- INFORMATION GIVEN -
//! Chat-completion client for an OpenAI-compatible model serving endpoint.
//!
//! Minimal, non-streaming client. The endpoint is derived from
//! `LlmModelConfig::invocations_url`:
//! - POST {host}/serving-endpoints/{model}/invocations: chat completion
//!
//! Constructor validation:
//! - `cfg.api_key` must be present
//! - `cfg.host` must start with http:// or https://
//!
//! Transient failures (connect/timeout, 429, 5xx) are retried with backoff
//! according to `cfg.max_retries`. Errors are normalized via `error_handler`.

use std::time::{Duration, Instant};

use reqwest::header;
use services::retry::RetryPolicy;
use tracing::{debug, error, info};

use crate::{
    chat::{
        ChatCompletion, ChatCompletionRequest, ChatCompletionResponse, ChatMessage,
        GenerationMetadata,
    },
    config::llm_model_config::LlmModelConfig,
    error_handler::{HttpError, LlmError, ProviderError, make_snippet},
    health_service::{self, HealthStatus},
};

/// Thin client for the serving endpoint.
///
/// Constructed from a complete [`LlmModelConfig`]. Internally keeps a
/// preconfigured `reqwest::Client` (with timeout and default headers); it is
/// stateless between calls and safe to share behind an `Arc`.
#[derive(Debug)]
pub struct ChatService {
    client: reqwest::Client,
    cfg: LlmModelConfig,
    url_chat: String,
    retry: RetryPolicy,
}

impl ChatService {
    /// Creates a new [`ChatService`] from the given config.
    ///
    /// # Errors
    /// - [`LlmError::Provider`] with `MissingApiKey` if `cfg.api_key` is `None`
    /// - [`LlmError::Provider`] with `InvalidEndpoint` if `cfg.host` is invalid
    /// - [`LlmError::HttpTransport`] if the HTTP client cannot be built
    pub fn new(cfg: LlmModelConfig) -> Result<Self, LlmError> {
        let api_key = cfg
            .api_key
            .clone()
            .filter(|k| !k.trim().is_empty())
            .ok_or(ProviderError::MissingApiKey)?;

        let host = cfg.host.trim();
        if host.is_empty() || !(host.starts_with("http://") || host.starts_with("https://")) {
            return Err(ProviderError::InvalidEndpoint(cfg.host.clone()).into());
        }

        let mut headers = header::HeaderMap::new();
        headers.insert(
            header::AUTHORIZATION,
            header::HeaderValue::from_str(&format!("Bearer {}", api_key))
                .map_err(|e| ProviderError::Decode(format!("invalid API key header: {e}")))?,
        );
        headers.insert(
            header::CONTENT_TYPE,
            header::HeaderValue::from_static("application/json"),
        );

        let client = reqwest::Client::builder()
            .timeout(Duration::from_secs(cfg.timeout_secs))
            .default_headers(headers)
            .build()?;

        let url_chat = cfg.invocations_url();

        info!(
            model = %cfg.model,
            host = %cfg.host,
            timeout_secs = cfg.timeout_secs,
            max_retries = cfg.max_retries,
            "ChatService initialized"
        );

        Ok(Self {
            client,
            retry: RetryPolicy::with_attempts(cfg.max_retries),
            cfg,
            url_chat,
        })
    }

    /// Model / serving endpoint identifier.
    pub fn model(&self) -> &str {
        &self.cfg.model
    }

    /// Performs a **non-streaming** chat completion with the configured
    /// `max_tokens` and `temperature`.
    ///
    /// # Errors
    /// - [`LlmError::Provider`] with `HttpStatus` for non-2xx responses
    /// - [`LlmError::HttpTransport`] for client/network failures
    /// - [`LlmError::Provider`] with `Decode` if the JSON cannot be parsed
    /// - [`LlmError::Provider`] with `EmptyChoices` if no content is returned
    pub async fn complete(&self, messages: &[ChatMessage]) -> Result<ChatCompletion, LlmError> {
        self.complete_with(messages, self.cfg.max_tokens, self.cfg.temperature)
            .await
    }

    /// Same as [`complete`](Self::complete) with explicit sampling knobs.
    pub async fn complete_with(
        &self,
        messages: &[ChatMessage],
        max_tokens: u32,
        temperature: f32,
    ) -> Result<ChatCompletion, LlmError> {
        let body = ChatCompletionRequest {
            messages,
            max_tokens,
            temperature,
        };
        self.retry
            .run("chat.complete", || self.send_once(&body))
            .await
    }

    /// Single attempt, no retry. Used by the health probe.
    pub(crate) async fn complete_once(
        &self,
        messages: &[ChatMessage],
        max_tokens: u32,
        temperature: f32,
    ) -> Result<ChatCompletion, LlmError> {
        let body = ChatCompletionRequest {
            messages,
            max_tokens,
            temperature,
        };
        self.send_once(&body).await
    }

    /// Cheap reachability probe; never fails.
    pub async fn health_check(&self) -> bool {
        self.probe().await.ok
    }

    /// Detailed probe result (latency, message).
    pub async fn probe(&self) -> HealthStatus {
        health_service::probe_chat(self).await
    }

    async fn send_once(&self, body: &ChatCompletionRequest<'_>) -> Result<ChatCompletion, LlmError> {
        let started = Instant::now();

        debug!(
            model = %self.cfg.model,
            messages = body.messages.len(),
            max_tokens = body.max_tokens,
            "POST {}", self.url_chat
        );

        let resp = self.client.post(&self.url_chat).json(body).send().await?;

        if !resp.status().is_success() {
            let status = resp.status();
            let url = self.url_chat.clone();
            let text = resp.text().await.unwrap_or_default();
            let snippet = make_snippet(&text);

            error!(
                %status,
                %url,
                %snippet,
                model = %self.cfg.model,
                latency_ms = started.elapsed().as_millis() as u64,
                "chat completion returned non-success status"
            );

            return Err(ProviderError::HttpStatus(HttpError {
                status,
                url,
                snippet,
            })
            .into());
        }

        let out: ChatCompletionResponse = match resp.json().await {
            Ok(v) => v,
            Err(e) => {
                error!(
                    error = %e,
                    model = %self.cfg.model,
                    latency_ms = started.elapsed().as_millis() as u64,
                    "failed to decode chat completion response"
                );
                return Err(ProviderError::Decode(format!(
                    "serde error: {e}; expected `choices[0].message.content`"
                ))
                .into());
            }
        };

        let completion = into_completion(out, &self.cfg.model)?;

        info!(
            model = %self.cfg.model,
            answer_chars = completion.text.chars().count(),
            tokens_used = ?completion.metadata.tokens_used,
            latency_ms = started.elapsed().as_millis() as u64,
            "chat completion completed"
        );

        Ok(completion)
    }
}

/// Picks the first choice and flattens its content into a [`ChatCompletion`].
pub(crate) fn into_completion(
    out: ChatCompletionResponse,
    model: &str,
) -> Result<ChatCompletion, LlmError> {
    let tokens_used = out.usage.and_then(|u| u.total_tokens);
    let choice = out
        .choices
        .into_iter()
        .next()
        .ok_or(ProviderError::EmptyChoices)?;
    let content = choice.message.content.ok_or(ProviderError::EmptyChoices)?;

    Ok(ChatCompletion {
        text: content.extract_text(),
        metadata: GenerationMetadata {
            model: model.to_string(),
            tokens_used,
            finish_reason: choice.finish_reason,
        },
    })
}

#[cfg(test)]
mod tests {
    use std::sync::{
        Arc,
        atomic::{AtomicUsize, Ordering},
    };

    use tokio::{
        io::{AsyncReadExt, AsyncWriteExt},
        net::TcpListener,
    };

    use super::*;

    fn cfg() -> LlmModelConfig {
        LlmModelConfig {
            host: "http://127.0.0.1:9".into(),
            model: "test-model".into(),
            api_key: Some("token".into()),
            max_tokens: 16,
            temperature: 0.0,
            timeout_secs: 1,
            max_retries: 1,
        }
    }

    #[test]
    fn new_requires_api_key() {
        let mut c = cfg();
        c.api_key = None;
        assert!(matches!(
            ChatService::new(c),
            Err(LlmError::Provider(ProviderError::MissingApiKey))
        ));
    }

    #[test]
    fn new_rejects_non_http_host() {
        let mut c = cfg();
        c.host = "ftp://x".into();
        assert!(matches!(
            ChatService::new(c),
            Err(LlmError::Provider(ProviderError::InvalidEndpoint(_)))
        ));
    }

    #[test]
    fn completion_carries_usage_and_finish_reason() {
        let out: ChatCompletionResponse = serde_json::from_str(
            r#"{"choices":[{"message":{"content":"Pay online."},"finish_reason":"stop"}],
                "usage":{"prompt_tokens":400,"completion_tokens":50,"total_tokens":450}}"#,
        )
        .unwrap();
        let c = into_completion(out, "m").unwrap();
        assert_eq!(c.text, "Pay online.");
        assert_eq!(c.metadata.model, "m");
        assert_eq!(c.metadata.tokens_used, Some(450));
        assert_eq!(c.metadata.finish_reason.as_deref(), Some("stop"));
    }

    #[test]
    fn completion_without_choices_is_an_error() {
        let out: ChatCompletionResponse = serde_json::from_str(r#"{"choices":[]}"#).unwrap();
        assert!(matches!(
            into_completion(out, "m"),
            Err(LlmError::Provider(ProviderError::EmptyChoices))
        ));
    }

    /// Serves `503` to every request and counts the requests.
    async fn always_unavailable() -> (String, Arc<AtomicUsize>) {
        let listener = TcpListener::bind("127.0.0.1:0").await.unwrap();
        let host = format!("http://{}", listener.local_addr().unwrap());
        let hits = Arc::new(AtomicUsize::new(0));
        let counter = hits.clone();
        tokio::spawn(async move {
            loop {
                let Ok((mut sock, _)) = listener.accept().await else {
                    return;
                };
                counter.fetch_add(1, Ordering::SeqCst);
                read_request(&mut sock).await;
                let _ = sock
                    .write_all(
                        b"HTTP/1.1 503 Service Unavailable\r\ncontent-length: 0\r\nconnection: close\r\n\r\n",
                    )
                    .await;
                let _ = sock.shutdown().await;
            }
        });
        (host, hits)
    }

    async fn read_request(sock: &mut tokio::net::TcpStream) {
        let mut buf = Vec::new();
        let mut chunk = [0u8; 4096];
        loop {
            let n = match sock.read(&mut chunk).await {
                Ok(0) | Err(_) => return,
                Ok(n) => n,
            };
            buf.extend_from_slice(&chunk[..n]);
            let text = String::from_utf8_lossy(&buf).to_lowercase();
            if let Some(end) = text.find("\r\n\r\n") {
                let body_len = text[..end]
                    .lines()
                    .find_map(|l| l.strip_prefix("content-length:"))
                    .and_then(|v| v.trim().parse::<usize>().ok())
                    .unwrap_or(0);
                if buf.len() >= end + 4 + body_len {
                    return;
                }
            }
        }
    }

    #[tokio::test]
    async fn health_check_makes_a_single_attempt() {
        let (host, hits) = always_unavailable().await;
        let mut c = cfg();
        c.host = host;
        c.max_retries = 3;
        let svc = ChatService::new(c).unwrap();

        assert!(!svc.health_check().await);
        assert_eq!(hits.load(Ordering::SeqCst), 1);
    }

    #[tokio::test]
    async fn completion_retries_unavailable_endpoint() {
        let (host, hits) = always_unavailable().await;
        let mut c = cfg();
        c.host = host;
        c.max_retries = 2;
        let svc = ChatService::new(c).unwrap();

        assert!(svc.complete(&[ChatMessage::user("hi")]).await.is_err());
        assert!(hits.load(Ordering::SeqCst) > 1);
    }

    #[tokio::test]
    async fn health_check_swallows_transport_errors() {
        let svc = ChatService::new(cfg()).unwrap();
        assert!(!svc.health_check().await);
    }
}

* * *

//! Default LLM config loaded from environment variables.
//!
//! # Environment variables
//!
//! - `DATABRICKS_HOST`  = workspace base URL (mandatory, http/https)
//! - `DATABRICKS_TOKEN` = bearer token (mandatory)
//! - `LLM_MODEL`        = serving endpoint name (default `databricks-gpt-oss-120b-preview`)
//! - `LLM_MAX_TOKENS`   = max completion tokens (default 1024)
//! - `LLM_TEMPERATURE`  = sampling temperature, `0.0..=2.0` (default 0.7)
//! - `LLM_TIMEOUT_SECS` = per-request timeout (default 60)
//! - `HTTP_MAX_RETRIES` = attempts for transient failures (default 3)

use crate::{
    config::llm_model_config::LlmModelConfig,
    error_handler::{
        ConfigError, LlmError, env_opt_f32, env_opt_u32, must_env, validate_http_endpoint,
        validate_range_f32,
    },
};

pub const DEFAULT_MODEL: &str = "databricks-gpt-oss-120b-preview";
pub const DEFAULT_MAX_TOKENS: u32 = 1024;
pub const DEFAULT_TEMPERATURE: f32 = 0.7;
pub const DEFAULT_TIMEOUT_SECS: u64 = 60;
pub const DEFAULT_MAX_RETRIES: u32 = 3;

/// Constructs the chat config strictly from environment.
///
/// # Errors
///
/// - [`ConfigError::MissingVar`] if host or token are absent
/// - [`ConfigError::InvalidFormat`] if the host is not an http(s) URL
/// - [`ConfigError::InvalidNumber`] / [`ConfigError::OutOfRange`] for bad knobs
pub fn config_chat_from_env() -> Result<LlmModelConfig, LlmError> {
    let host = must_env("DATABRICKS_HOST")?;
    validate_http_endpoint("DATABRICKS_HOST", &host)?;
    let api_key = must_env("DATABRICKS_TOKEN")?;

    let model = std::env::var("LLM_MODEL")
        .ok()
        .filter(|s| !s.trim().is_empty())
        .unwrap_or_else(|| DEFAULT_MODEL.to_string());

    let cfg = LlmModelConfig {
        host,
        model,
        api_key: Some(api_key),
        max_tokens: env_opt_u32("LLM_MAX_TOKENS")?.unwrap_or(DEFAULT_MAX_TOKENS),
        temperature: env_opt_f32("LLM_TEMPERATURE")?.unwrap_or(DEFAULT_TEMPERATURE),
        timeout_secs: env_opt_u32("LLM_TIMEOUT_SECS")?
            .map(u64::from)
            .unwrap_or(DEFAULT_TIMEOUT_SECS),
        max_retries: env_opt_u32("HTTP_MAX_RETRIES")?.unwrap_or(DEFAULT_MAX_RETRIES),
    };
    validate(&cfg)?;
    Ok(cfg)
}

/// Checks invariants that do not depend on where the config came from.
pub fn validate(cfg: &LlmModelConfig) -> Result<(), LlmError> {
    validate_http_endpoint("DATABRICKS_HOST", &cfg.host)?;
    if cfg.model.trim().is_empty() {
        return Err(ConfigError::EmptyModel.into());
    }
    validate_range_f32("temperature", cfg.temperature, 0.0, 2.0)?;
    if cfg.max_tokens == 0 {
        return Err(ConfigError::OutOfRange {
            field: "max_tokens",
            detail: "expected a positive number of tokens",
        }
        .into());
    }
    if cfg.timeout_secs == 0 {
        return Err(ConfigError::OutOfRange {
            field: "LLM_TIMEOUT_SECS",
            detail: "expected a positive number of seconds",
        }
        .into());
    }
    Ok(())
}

- WHAT YOU SHOULD DO -
The answer must consist of each line from the entries that contains the string "ConfigError".

- ANSWER FOR THE TASK -
        ConfigError, LlmError, env_opt_f32, env_opt_u32, must_env, validate_http_endpoint,
/// - [`ConfigError::MissingVar`] if host or token are absent
/// - [`ConfigError::InvalidFormat`] if the host is not an http(s) URL
/// - [`ConfigError::InvalidNumber`] / [`ConfigError::OutOfRange`] for bad knobs
        return Err(ConfigError::EmptyModel.into());
        return Err(ConfigError::OutOfRange {
        return Err(ConfigError::OutOfRange {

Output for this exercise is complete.